It is, as these deals in the past week show, a remarkable time in sports and content as the change in distribution routes also affects the $40bn advertising industry.

US-based media group Walt Disney paid $1bn for a 33% stake in Major League Baseball’s (MLB) online video technology spinout BamTech in 2016 and it has now added a further $1.58bn to hike its stake to 75% as it prepares to launch its own streaming services which will cover sports and entertainment.

“We’re very proud of the content distribution innovations driven by [MLB Advanced Media] and BAMTech over the past 15 years,” said commissioner of baseball Robert Manfred Jr, possibly while swimming through a Scrooge McDuck-sized mountain of money (a metaphor by Rob Lavine, GCV’s news editor).

This pile of cash for MLB could increase, given Japan-based conglomerate SoftBank is reportedly also set to invest $1bn in online sports merchandise retailer Fanatics at a $4.5bn post-money valuation.

Fanatics partners with major sports leagues across the US to sell licensed products, and some of those partners, including MLB, the US National Football League (NFL) and the NFL Players Association had already invested $150m in the company, which also counts China-based e-commerce firm Alibaba as a backer, earlier this year.

(We are delighted that Olivier Glauser, who advised Alibaba CEO Jack Ma on its sponsorship of the International Olympics Committee’s latest sponsorship and technology rights deal, will be leading a discussion on sports at the GCV Asia Congress on September 21 alongside Jeffrey Li, managing partner at China’s largest internet games and media group, Tencent, and Alvin Wang, China regional president of Vive at HTC, among others.)

PCCW OTT, the over-the-top video spinout of mass media group PCCW, has raised $110m from Foxconn Ventures, the corporate venturing arm of manufacturing services provider Foxconn, as well as Hony Capital and Temasek. The three have picked up a total stake sized at 18%, valuing PCCW OTT at about $610m.

As these deals in the past week show, it is a remarkable time in sports and content as the distribution routes change which in turn affects the $40bn advertising industry.

As Peter Diamandis, co-founder of Singularity University, notes in his latest Exponential blog, Disney turned itself around over the past dozen years under CEO Bob Iger with a focus on its “massively transformative purpose (MTP)” as a storyteller (either through their own products, sports rights or the acquisitions of Marvel, Pixar and Lucasfilm), then leveraged the successes through merchandising and theme parks.

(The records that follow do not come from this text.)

use clap::Parser;
use portsweep::cli::{self, Cli};
use portsweep::output;
use std::process::ExitCode;
use tracing_subscriber::EnvFilter;

#[tokio::main]
async fn main() -> ExitCode {
    if let Some(hint) = cli::single_dash_hint(std::env::args()) {
        output::print_error(&hint);
        return ExitCode::from(1);
    }

    let cli = match Cli::try_parse() {
        Ok(cli) => cli,
        Err(e) => {
            let code = if e.use_stderr() { 1 } else { 0 };
            let _ = e.print();
            return ExitCode::from(code);
        }
    };

    init_tracing(cli.verbose);

    match cli::run(cli).await {
        Ok(()) => ExitCode::SUCCESS,
        Err(e) if e.is_interrupt() => {
            println!("\nScan stopped by user.");
            ExitCode::from(e.exit_code())
        }
        Err(e) => {
            output::print_error(&e.to_string());
            ExitCode::from(e.exit_code())
        }
    }
}

/// Log to stderr so stdout carries only the report. `RUST_LOG` wins over `--verbose`.
fn init_tracing(verbose: bool) {
    let default = if verbose { "portsweep=debug" } else { "portsweep=warn" };
    let filter = EnvFilter::try_from_default_env().unwrap_or_else(|_| EnvFilter::new(default));

    tracing_subscriber::fmt()
        .with_env_filter(filter)
        .with_writer(std::io::stderr)
        .with_target(false)
        .init();
}
//! Application settings and paths.
//!
//! Settings live in `<XDG config dir>/portsweep/settings.json`. Every field
//! is optional in the file; missing fields take the built-in defaults.

use crate::cli::OutputFormat;
use crate::config::ScanConfig;
use crate::error::{ConfigError, ConfigResult};
use directories::ProjectDirs;
use serde::{Deserialize, Serialize};
use std::fs;
use std::path::{Path, PathBuf};
use std::time::Duration;

/// Application directory paths following the XDG Base Directory Specification.
#[derive(Debug, Clone)]
pub struct Paths {
    /// Configuration directory (~/.config/portsweep)
    pub config_dir: PathBuf,
}

impl Paths {
    /// Locate the configuration directory. Nothing is created on disk.
    pub fn discover() -> ConfigResult<Self> {
        let project = ProjectDirs::from("com", "portsweep", "portsweep")
            .ok_or(ConfigError::DirectoryNotFound)?;

        Ok(Self {
            config_dir: project.config_dir().to_path_buf(),
        })
    }

    /// Get the path to the settings file.
    pub fn settings_file(&self) -> PathBuf {
        self.config_dir.join("settings.json")
    }
}

/// Defaults applied beneath the command-line flags.
#[derive(Debug, Clone, PartialEq, Eq, Serialize, Deserialize)]
#[serde(default)]
pub struct AppSettings {
    /// Connect timeout in seconds.
    pub timeout_secs: u64,
    /// Enable TLS dialing of TLS ports.
    pub use_tls: bool,
    /// Banner length cap in bytes.
    pub max_banner_length: usize,
    /// Maximum probes in flight.
    pub concurrency: usize,
    /// Default output format.
    pub output_format: OutputFormat,
}

impl Default for AppSettings {
    fn default() -> Self {
        let scan = ScanConfig::default();
        Self {
            timeout_secs: scan.timeout.as_secs(),
            use_tls: scan.use_tls,
            max_banner_length: scan.max_banner_length,
            concurrency: scan.concurrency,
            output_format: OutputFormat::default(),
        }
    }
}

impl AppSettings {
    /// Load settings from the default location.
    ///
    /// A missing file is not an error and yields the defaults.
    pub fn load() -> ConfigResult<Self> {
        let file = Paths::discover()?.settings_file();

        if !file.exists() {
            tracing::debug!(path = %file.display(), "no settings file, using defaults");
            return Ok(Self::default());
        }

        Self::load_from(&file)
    }

    /// Load settings from a specific file.
    pub fn load_from(path: &Path) -> ConfigResult<Self> {
        let content = fs::read_to_string(path).map_err(|e| ConfigError::ReadFailed {
            path: path.to_path_buf(),
            reason: e.to_string(),
        })?;

        let settings = serde_json::from_str(&content)?;
        tracing::debug!(path = %path.display(), ?settings, "loaded settings");
        Ok(settings)
    }

    /// Scan configuration derived from these settings alone.
    pub fn scan_config(&self) -> ScanConfig {
        ScanConfig::new()
            .with_timeout(Duration::from_secs(self.timeout_secs))
            .with_tls(self.use_tls)
            .with_max_banner_length(self.max_banner_length)
            .with_concurrency(self.concurrency)
    }
}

As Diamandis said: “Disney’s first foray into the Star Wars universe was The Force Awakens, which has exceeded $2bn in box office revenue since its release. This is on top of an astounding $5bn-plus in Star Wars merchandise sales within the first 12 months of the acquisition [of Lucasfilm] alone.”

Disney’s acquisition of a majority stake in BamTech focuses the company on how it can distribute those stories, given most of the main cable and networks have been losing viewers since the start of the decade while Netflix has seen a near-sevenfold increase to jump into fifth place thought its online streaming service and original content, just behind Disney, which also owns the ESPN sports brand.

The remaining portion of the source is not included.